### Instructions to follow
Tally every line in the data that has the word "NaiveDate" and report only the total.

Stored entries
○ ○ ○ ○ ○ ○ ○

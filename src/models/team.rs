//! Team roster entries and blackout windows.

use chrono::{DateTime, Utc};
use serde::{Deserialize, Serialize};

use crate::time::TimeWindow;

/// A team enrolled in a season.
///
/// `team_season_id` is the season-scoped identity that games and
/// blackouts reference, and must be unique across the roster. `id` is
/// the team's persistent identity across seasons.
#[derive(Debug, Clone, PartialEq, Eq, Serialize, Deserialize)]
#[serde(rename_all = "camelCase")]
pub struct Team {
    /// Persistent team identifier.
    pub id: String,
    /// Season-scoped identifier referenced by games and blackouts.
    pub team_season_id: String,
    /// League the team plays in.
    #[serde(default)]
    pub league_id: String,
}

impl Team {
    /// Creates a new roster entry.
    pub fn new(id: impl Into<String>, team_season_id: impl Into<String>) -> Self {
        Self {
            id: id.into(),
            team_season_id: team_season_id.into(),
            league_id: String::new(),
        }
    }

    /// Sets the league reference.
    pub fn with_league(mut self, league_id: impl Into<String>) -> Self {
        self.league_id = league_id.into();
        self
    }
}

/// A window during which a team may not play.
#[derive(Debug, Clone, PartialEq, Eq, Serialize, Deserialize)]
#[serde(rename_all = "camelCase")]
pub struct TeamBlackout {
    /// Season-scoped team identifier.
    pub team_season_id: String,
    /// Blackout start (inclusive).
    pub start_time: DateTime<Utc>,
    /// Blackout end (exclusive).
    pub end_time: DateTime<Utc>,
}

impl TeamBlackout {
    /// Creates a new blackout window.
    pub fn new(
        team_season_id: impl Into<String>,
        start_time: DateTime<Utc>,
        end_time: DateTime<Utc>,
    ) -> Self {
        Self {
            team_season_id: team_season_id.into(),
            start_time,
            end_time,
        }
    }

    /// The blackout as a time window.
    pub fn window(&self) -> TimeWindow {
        TimeWindow::new(self.start_time, self.end_time)
    }
}
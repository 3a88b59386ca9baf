//! The complete input to a scheduling run.

use serde::{Deserialize, Serialize};

use crate::models::constraints::ConstraintSet;
use crate::models::field::{Field, FieldSlot};
use crate::models::game::Game;
use crate::models::season::Season;
use crate::models::team::{Team, TeamBlackout};
use crate::models::umpire::{Umpire, UmpireAvailability};

/// Everything the engine needs to schedule one season's games.
///
/// The order of `games`, `field_slots`, and `umpires` is significant:
/// games are committed in input order, slot ordering breaks candidate
/// ties, and umpire crews are drawn in input order.
#[derive(Debug, Clone, PartialEq, Serialize, Deserialize)]
#[serde(rename_all = "camelCase")]
pub struct ProblemSpec {
    /// Season configuration, including game durations.
    pub season: Season,
    /// Teams participating in the season.
    #[serde(default)]
    pub teams: Vec<Team>,
    /// Fields games can be placed on.
    #[serde(default)]
    pub fields: Vec<Field>,
    /// Published field time-slots.
    #[serde(default)]
    pub field_slots: Vec<FieldSlot>,
    /// Umpires available for crew assignment.
    #[serde(default)]
    pub umpires: Vec<Umpire>,
    /// Umpire availability windows.
    #[serde(default)]
    pub umpire_availability: Vec<UmpireAvailability>,
    /// Team blackout windows.
    #[serde(default)]
    pub team_blackouts: Vec<TeamBlackout>,
    /// Games to place, in commit order.
    #[serde(default)]
    pub games: Vec<Game>,
    /// Constraint configuration.
    #[serde(default)]
    pub constraints: ConstraintSet,
}

impl ProblemSpec {
    /// Creates an empty problem for the given season.
    pub fn new(season: Season) -> Self {
        Self {
            season,
            teams: Vec::new(),
            fields: Vec::new(),
            field_slots: Vec::new(),
            umpires: Vec::new(),
            umpire_availability: Vec::new(),
            team_blackouts: Vec::new(),
            games: Vec::new(),
            constraints: ConstraintSet::default(),
        }
    }

    /// Adds a team.
    pub fn with_team(mut self, team: Team) -> Self {
        self.teams.push(team);
        self
    }

    /// Adds a field.
    pub fn with_field(mut self, field: Field) -> Self {
        self.fields.push(field);
        self
    }

    /// Adds a field slot.
    pub fn with_slot(mut self, slot: FieldSlot) -> Self {
        self.field_slots.push(slot);
        self
    }

    /// Adds an umpire.
    pub fn with_umpire(mut self, umpire: Umpire) -> Self {
        self.umpires.push(umpire);
        self
    }

    /// Adds an umpire availability window.
    pub fn with_availability(mut self, availability: UmpireAvailability) -> Self {
        self.umpire_availability.push(availability);
        self
    }

    /// Adds a team blackout window.
    pub fn with_blackout(mut self, blackout: TeamBlackout) -> Self {
        self.team_blackouts.push(blackout);
        self
    }

    /// Adds a game.
    pub fn with_game(mut self, game: Game) -> Self {
        self.games.push(game);
        self
    }

    /// Replaces the constraint configuration.
    pub fn with_constraints(mut self, constraints: ConstraintSet) -> Self {
        self.constraints = constraints;
        self
    }

    /// Looks up a field by id.
    pub fn field(&self, field_id: &str) -> Option<&Field> {
        self.fields.iter().find(|f| f.id == field_id)
    }

    /// Blackout windows for a given team-season, in input order.
    pub fn blackouts_for<'a>(
        &'a self,
        team_season_id: &'a str,
    ) -> impl Iterator<Item = &'a TeamBlackout> {
        self.team_blackouts
            .iter()
            .filter(move |b| b.team_season_id == team_season_id)
    }

    /// Availability windows for a given umpire, in input order.
    pub fn availability_for<'a>(
        &'a self,
        umpire_id: &'a str,
    ) -> impl Iterator<Item = &'a UmpireAvailability> {
        self.umpire_availability
            .iter()
            .filter(move |a| a.umpire_id == umpire_id)
    }

    /// Whether an umpire has any availability windows on record.
    pub fn has_availability_entries(&self, umpire_id: &str) -> bool {
        self.umpire_availability
            .iter()
            .any(|a| a.umpire_id == umpire_id)
    }
}

#[cfg(test)]
mod tests {
    use super::*;
    use crate::models::season::GameDurations;

    fn make_season() -> Season {
        Season::new(
            "s1",
            "2025-04-01".parse().unwrap(),
            "2025-09-30".parse().unwrap(),
            GameDurations::fixed(120),
        )
    }

    #[test]
    fn test_builder_accumulates_in_order() {
        let spec = ProblemSpec::new(make_season())
            .with_field(Field::new("f1"))
            .with_field(Field::new("f2"))
            .with_umpire(Umpire::new("u1"))
            .with_umpire(Umpire::new("u2"));

        assert_eq!(spec.fields.len(), 2);
        assert_eq!(spec.fields[0].id, "f1");
        assert_eq!(spec.umpires[1].id, "u2");
    }

    #[test]
    fn test_field_lookup() {
        let spec = ProblemSpec::new(make_season()).with_field(Field::new("f1"));
        assert!(spec.field("f1").is_some());
        assert!(spec.field("f2").is_none());
    }

    #[test]
    fn test_blackouts_for_filters_by_team() {
        let spec = ProblemSpec::new(make_season())
            .with_blackout(TeamBlackout::new(
                "ts1",
                "2025-06-07T00:00:00Z".parse().unwrap(),
                "2025-06-08T00:00:00Z".parse().unwrap(),
            ))
            .with_blackout(TeamBlackout::new(
                "ts2",
                "2025-06-14T00:00:00Z".parse().unwrap(),
                "2025-06-15T00:00:00Z".parse().unwrap(),
            ));

        assert_eq!(spec.blackouts_for("ts1").count(), 1);
        assert_eq!(spec.blackouts_for("ts3").count(), 0);
    }

    #[test]
    fn test_availability_entries() {
        let spec = ProblemSpec::new(make_season()).with_availability(UmpireAvailability::new(
            "u1",
            "2025-06-07T08:00:00Z".parse().unwrap(),
            "2025-06-07T20:00:00Z".parse().unwrap(),
        ));

        assert!(spec.has_availability_entries("u1"));
        assert!(!spec.has_availability_entries("u2"));
        assert_eq!(spec.availability_for("u1").count(), 1);
    }

    #[test]
    fn test_minimal_json_deserializes() {
        let json = r#"{
            "season": {
                "id": "s1",
                "startDate": "2025-04-01",
                "endDate": "2025-09-30",
                "gameDurations": {"defaultMinutes": 120}
            }
        }"#;
        let spec: ProblemSpec = serde_json::from_str(json).unwrap();
        assert!(spec.games.is_empty());
        assert!(spec.constraints.hard.respect_team_blackouts);
    }
}
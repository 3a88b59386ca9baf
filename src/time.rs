//! Time windows and calendar helpers.
//!
//! All engine timestamps are UTC. Windows are half-open `[start, end)`:
//! two windows that merely touch do not overlap, so back-to-back games
//! on the same field are never counted as concurrent.
//!
//! # Calendar Semantics
//! Day-of-week classification (weekend vs. weekday game durations) and
//! calendar-day bucketing (per-team and per-umpire daily caps) use the
//! UTC date of a timestamp. The lighting rule is the only check that
//! converts to a configured local time zone.

use chrono::{DateTime, Datelike, NaiveDate, TimeDelta, Timelike, Utc, Weekday};
use chrono_tz::Tz;
use serde::{Deserialize, Serialize};

/// A half-open time interval `[start, end)`.
#[derive(Debug, Clone, Copy, PartialEq, Eq, Serialize, Deserialize)]
#[serde(rename_all = "camelCase")]
pub struct TimeWindow {
    /// Interval start (inclusive).
    pub start: DateTime<Utc>,
    /// Interval end (exclusive).
    pub end: DateTime<Utc>,
}

impl TimeWindow {
    /// Creates a new time window.
    pub fn new(start: DateTime<Utc>, end: DateTime<Utc>) -> Self {
        Self { start, end }
    }

    /// Creates a window of `minutes` starting at `start`.
    pub fn starting_at(start: DateTime<Utc>, minutes: u32) -> Self {
        Self {
            start,
            end: start + TimeDelta::minutes(i64::from(minutes)),
        }
    }

    /// Duration of this window in whole minutes.
    #[inline]
    pub fn duration_minutes(&self) -> i64 {
        (self.end - self.start).num_minutes()
    }

    /// Whether two windows overlap.
    #[inline]
    pub fn overlaps(&self, other: &Self) -> bool {
        self.start < other.end && other.start < self.end
    }

    /// Whether `other` lies entirely within this window.
    #[inline]
    pub fn contains_window(&self, other: &Self) -> bool {
        other.start >= self.start && other.end <= self.end
    }
}

/// UTC calendar day of a timestamp.
///
/// Games and umpire duties count toward the day on which they start.
#[inline]
pub fn day_key(at: DateTime<Utc>) -> NaiveDate {
    at.date_naive()
}

/// Whether a date falls on a Saturday or Sunday.
#[inline]
pub fn is_weekend(date: NaiveDate) -> bool {
    matches!(date.weekday(), Weekday::Sat | Weekday::Sun)
}

/// Hour of day (0-23) of a timestamp in the given time zone.
#[inline]
pub fn local_hour(at: DateTime<Utc>, tz: Tz) -> u32 {
    at.with_timezone(&tz).hour()
}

○ ○ ○ ○ ○ ○ ○

### Solution to this problem
3